- ABOUT THIS TASK: Where in the records does the word "body" occur? Copy each line in which it does.

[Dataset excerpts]
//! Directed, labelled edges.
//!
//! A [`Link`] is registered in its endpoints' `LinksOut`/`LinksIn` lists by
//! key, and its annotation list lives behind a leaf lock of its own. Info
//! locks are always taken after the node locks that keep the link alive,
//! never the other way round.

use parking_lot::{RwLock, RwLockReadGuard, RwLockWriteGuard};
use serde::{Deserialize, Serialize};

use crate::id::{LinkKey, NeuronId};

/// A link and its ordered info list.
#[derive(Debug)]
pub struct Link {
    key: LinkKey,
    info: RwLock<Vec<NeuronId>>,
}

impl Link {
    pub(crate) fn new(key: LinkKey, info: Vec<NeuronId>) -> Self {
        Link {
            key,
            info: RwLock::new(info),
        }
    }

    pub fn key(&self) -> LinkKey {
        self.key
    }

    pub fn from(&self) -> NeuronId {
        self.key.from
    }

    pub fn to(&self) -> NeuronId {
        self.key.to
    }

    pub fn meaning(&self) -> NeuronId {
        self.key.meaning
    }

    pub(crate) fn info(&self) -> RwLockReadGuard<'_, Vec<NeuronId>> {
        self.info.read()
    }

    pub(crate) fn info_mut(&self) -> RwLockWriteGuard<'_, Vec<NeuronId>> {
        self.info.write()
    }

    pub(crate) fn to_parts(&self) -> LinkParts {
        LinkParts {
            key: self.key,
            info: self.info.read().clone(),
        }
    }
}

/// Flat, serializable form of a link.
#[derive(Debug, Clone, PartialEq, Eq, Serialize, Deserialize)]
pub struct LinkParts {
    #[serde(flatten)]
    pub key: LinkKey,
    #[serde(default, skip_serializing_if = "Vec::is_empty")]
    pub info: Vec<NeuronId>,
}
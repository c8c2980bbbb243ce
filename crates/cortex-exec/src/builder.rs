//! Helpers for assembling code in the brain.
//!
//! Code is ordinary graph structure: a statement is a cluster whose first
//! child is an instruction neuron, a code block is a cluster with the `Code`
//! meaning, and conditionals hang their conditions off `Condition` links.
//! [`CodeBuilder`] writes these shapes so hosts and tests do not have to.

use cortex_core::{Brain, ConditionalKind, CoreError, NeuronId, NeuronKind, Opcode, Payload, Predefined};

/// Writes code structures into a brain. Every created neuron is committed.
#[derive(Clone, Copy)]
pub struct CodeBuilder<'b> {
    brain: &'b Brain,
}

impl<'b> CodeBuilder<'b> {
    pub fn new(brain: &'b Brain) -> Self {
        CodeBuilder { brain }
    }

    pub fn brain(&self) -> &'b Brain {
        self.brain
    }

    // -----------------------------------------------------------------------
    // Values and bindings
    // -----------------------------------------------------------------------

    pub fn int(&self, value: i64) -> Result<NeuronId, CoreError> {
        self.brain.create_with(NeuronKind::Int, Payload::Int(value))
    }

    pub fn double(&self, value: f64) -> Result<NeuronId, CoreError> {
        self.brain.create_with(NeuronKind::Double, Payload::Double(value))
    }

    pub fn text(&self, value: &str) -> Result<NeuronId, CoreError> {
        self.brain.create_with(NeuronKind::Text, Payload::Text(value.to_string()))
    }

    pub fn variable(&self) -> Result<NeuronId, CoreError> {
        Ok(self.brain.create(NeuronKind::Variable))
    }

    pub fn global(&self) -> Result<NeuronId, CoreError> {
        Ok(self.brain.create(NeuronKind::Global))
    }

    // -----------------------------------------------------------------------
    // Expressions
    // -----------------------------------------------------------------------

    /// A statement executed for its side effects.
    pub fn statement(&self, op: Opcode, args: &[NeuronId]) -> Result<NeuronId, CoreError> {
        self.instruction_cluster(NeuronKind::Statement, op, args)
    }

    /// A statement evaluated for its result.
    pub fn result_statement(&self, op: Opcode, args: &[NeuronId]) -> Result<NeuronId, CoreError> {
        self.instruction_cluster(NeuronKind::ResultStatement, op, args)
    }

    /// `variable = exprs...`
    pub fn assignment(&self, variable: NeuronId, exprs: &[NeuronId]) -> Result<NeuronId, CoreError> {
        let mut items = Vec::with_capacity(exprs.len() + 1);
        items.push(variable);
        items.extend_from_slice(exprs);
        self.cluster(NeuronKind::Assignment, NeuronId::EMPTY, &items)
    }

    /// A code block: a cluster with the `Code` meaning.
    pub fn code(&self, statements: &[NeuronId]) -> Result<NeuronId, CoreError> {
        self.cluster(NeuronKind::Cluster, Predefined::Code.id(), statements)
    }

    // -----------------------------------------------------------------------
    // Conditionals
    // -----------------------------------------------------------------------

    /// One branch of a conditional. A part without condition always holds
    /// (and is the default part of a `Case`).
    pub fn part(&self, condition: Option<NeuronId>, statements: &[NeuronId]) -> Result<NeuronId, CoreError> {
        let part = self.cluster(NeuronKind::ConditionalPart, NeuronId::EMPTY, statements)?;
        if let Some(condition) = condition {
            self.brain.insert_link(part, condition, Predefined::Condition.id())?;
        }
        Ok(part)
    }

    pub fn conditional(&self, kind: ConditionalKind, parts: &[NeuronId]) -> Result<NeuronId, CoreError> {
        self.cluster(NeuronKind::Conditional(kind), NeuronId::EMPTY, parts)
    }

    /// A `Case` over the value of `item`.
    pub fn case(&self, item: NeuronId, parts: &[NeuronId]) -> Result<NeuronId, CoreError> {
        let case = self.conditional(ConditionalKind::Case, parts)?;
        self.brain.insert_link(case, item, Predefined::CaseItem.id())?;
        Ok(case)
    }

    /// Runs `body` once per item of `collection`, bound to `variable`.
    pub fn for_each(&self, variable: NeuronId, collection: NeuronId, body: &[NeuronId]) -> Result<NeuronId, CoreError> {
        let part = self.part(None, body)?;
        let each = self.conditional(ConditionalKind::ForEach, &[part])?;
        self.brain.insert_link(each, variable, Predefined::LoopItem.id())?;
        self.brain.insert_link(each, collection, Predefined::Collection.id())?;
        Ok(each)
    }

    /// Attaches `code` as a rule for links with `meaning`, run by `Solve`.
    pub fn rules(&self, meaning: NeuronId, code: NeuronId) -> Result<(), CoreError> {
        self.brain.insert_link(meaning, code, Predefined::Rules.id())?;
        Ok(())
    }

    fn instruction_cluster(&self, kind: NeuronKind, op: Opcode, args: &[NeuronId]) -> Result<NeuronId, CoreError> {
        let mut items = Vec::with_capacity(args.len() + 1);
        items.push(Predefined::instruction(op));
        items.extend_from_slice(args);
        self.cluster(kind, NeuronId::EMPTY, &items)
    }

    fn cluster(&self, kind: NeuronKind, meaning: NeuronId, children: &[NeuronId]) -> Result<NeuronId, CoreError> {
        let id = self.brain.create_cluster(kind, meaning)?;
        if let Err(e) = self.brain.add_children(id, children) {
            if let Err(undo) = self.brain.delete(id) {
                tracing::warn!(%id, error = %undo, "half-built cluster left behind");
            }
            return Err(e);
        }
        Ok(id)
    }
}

- REPLY TO THE EXERCISE:
    /// Runs `body` once per item of `collection`, bound to `variable`.
    pub fn for_each(&self, variable: NeuronId, collection: NeuronId, body: &[NeuronId]) -> Result<NeuronId, CoreError> {
        let part = self.part(None, body)?;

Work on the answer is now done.